Roberta Simonetti, consultora externa do WRI Brasil, esteve pela primeira vez em Canarana e acompanhou toda a expedição: “A beleza do projeto está nas suas profundas raízes fincadas no tripé econômico, social e ambiental. O projeto extrapola a dimensão ambiental e inclui a comunidade local e os povos indígenas, fazendo com que, além da geração de renda, essas pessoas se sintam parte da solução que coletivamente precisamos prover como sociedade diante da questão da água, da produção de alimentos e das mudanças climáticas”, observa.
No segundo dia os integrantes da Expedição conheceram a Terra Indígena Pimentel Barbosa, dos índios Xavante. Localizada no pé da Serra do Roncador, a aldeia Ripá compõe o núcleo que conta com três grupos coletores: Ihöibaté, dos jovens, Nödzö’u, das mulheres que coletam junto com suas filhas e netas, e o grupo dos caçadores, que orientam as expedições de coleta. Os visitantes percorreram 15 km em veículos e a pé para conhecer uma área de coleta e observaram como o grupo indígena se organiza para coletar e beneficiar sementes como o buriti, o baru, a bacaba e a peroba.
Entusiasmados, os coletores que vivem em assentamentos ou nas cidades trocaram técnicas de manejo das sementes com os indígenas e participaram de danças e cantos. A articulação entre indígenas e pequenos produtores rurais é extremamente importante nos projetos da RSX, tanto na troca de conhecimentos sobre as sementes e técnicas de plantio, quanto nas diversas percepções do que é o tempo e das mudanças no clima. Carolina de Mello Batista é coletora de sementes florestais há cinco anos e conheceu a Rede por meio de sua mãe Rutemara: “Fiquei muito emocionada em conhecer os Xavante. A Rede conseguiu unificar todas as pessoas por um objetivo maior, que é a preservação ambiental”, conta.
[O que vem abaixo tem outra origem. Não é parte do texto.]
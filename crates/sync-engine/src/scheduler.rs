//! Real-time polling.
//!
//! The scheduler owns two pollers, one per operation class. Live mode polls
//! OHLCV and ticker; backtest mode polls the ticker only so the in-progress
//! candle keeps moving while the candle history stays frozen for
//! recalculation. Every tick runs its cycle as a separate task; overlapping
//! cycles are resolved by the engine's admission gate, not here.

use crate::engine::SyncEngine;
use crate::messages;
use parking_lot::Mutex;
use std::sync::Arc;
use std::time::Duration;
use sync_core::{
    error::{SyncError, SyncResult},
    types::{FetchRequest, OperationClass},
};
use tokio::task::JoinHandle;
use tokio::time::MissedTickBehavior;
use tokio_util::sync::CancellationToken;
use tracing::{debug, info};

/// Scheduler state.
#[derive(Debug, Clone, Copy, PartialEq, Eq)]
pub enum SchedulerMode {
    Stopped,
    LivePolling,
    BacktestPolling,
}

/// Polling periods of a request.
#[derive(Debug, Clone, Copy, PartialEq, Eq)]
pub struct PollIntervals {
    pub ohlcv: Duration,
    pub ticker: Duration,
}

#[derive(Default)]
struct Pollers {
    token: Option<CancellationToken>,
    request: Option<FetchRequest>,
    handles: Vec<JoinHandle<()>>,
}

struct SchedulerState {
    mode: SchedulerMode,
    pollers: Pollers,
    /// Poller tasks of stopped runs, awaited by `join`
    draining: Vec<JoinHandle<()>>,
}

/// Timer-driven OHLCV and ticker polling for one engine.
pub struct RealTimeScheduler {
    engine: Arc<SyncEngine>,
    state: Mutex<SchedulerState>,
}

impl RealTimeScheduler {
    pub fn new(engine: Arc<SyncEngine>) -> Self {
        Self {
            engine,
            state: Mutex::new(SchedulerState {
                mode: SchedulerMode::Stopped,
                pollers: Pollers::default(),
                draining: Vec::new(),
            }),
        }
    }

    pub fn engine(&self) -> &Arc<SyncEngine> {
        &self.engine
    }

    pub fn mode(&self) -> SchedulerMode {
        self.state.lock().mode
    }

    pub fn is_running(&self) -> bool {
        self.mode() != SchedulerMode::Stopped
    }

    /// Request currently being polled.
    pub fn request(&self) -> Option<FetchRequest> {
        self.state.lock().pollers.request.clone()
    }

    /// OHLCV: `max(1000 / limit, floor)` scaled by the exchange's multiplier.
    /// Ticker: `max(1000 / limit, 100 ms)`.
    pub fn poll_intervals(&self, request: &FetchRequest) -> SyncResult<PollIntervals> {
        let (_, profile, _) = self.engine.prepare(request)?;
        let plan = self.engine.settings().plan;
        Ok(PollIntervals {
            ohlcv: profile.poll_interval(profile.rate_limit(OperationClass::Ohlcv, request.with_htf, plan)),
            ticker: profile.ticker_poll_interval(profile.rate_limit(OperationClass::Ticker, request.with_htf, plan)),
        })
    }

    /// Start polling `request`, replacing any running pollers. Must be called
    /// from within a tokio runtime.
    pub fn start(&self, request: FetchRequest) -> SyncResult<SchedulerMode> {
        self.stop();

        if !self.engine.live_updates() {
            return Err(SyncError::Scheduler("Live updates are disabled".into()));
        }
        let intervals = self.poll_intervals(&request)?;
        self.engine.reset_notifications();

        let backtest = self.engine.is_backtest();
        let mode = if backtest {
            SchedulerMode::BacktestPolling
        } else {
            SchedulerMode::LivePolling
        };

        let token = CancellationToken::new();
        let mut handles = Vec::with_capacity(2);
        if !backtest {
            handles.push(spawn_poller(
                self.engine.clone(),
                request.clone(),
                OperationClass::Ohlcv,
                intervals.ohlcv,
                token.clone(),
            ));
        }
        handles.push(spawn_poller(
            self.engine.clone(),
            request.clone(),
            OperationClass::Ticker,
            intervals.ticker,
            token.clone(),
        ));

        info!(
            mode = ?mode,
            symbol = %request.symbol,
            granularity = %request.granularity,
            ohlcv_ms = intervals.ohlcv.as_millis() as u64,
            ticker_ms = intervals.ticker.as_millis() as u64,
            "Real-time polling started"
        );
        self.engine.presenter().on_status(
            &messages::polling_started_status(&request.symbol, &request.granularity, backtest),
            true,
        );

        let mut state = self.state.lock();
        state.mode = mode;
        state.pollers = Pollers {
            token: Some(token),
            request: Some(request),
            handles,
        };
        Ok(mode)
    }

    /// Stop polling and cancel in-flight calls. Safe in any state; the
    /// presenter only hears about it when pollers were running.
    pub fn stop(&self) {
        let token = {
            let mut state = self.state.lock();
            state.mode = SchedulerMode::Stopped;
            let Pollers { token, handles, .. } = std::mem::take(&mut state.pollers);
            state.draining.extend(handles);
            token
        };
        if let Some(token) = token {
            token.cancel();
            info!("Real-time polling stopped");
            self.engine
                .presenter()
                .on_status(messages::POLLING_STOPPED_STATUS, true);
        }
        self.engine.cancel_in_flight();
    }

    /// Toggle backtest mode, restarting the pollers when running.
    pub fn set_backtest(&self, enabled: bool) -> SyncResult<SchedulerMode> {
        self.engine.set_backtest(enabled);
        let running = {
            let state = self.state.lock();
            (state.mode != SchedulerMode::Stopped)
                .then(|| state.pollers.request.clone())
                .flatten()
        };
        match running {
            Some(request) => self.start(request),
            None => Ok(SchedulerMode::Stopped),
        }
    }

    /// Stop polling and clear the engine's snapshots and live state.
    pub fn reset(&self) {
        self.stop();
        self.engine.reset();
    }

    /// Wait for the poller tasks to exit after [`RealTimeScheduler::stop`].
    pub async fn join(&self) {
        let handles = std::mem::take(&mut self.state.lock().draining);
        for handle in handles {
            let _ = handle.await;
        }
    }
}

impl Drop for RealTimeScheduler {
    fn drop(&mut self) {
        if let Some(token) = self.state.get_mut().pollers.token.take() {
            token.cancel();
        }
    }
}

fn spawn_poller(
    engine: Arc<SyncEngine>,
    request: FetchRequest,
    op: OperationClass,
    every: Duration,
    token: CancellationToken,
) -> JoinHandle<()> {
    tokio::spawn(async move {
        let mut ticks = tokio::time::interval(every);
        ticks.set_missed_tick_behavior(MissedTickBehavior::Delay);
        loop {
            tokio::select! {
                biased;
                _ = token.cancelled() => break,
                _ = ticks.tick() => {
                    let engine = engine.clone();
                    let request = request.clone();
                    let token = token.clone();
                    tokio::spawn(async move {
                        tokio::select! {
                            biased;
                            _ = token.cancelled() => {}
                            _ = run_cycle(&engine, &request, op) => {}
                        }
                    });
                }
            }
        }
        debug!(op = %op, "Poller exited");
    })
}

async fn run_cycle(engine: &SyncEngine, request: &FetchRequest, op: OperationClass) {
    let outcome = match op {
        OperationClass::Ohlcv => engine
            .run_ohlcv_cycle(request, true)
            .await
            .map(|o| o.skip_reason()),
        OperationClass::Ticker => engine
            .run_ticker_cycle(request)
            .await
            .map(|o| o.skip_reason()),
    };
    match outcome {
        Ok(Some(reason)) => debug!(op = %op, reason = ?reason, "Cycle skipped"),
        Ok(None) => {}
        // already surfaced through the presenter
        Err(e) => debug!(op = %op, error = %e, "Cycle failed"),
    }
}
No último dia, a expedição levou os coletores até o município de Bom Jesus do Araguaia. Lá a comitiva visitou várias áreas em diferentes estágios de desenvolvimento de restauração. Alguns dos coletores puderam ver, pela primeira vez, áreas que foram recuperadas com as sementes que coletaram. Eles se juntaram em mutirões e juntos fizeram uma grande ‘muvuca’, destinada ao restauro de 18 hectares da fazenda Rancho 60 no âmbito do Projeto Amazonia Live (veja mais abaixo).
Artemizia Moita, responsável pela área ambiental do grupo Agropecuária Fazenda Brasil (AFB), proprietário da fazenda Rancho 60, é parceira da Rede desde 2009. Ela ressaltou que a preocupação com o restauro de Áreas de Preservação Permanente (APPs) é uma questão transversal no trabalho da AFB, que utiliza as muvucas de sementes comercializadas pela RSX para recuperar áreas degradadas. Das 645 áreas de APPs degradadas, 341 foram restauradas. Para ela, a técnica de restauro com a muvuca otimiza os processos de recuperação das áreas e facilita o trabalho dos técnicos envolvidos.
Mesmo debaixo de forte chuva, Artemizia, os coletores e parceiros, subiram no trator e manualmente jogaram no solo as sementes que no futuro se tornarão floresta. Esse plantio foi o primeiro realizado dentro do Projeto Amazonia Live, uma iniciativa do Rock in Rio em parceria com o Instituto Socioambiental (ISA) e Funbio (Fundo Brasileiro para a Biodiversidade). “A parceria ideal que encontramos para encarar esse desafio foi o ISA, através da Rede de Sementes do Xingu”, conta Alexandre Ferrazoli Camargo, do Funbio, que participou da expedição para conhecer de perto o trabalho da RSX. O projeto é mais uma ação para minimizar os impactos do desmatamento na Amazônia. Foram 1,2 t de sementes nativas para o florescimento de 200 mil árvores na fazenda Rancho 60. A expectativa é que 1 milhão de árvores sejam plantadas nos próximos anos na região do Xingu Araguaia.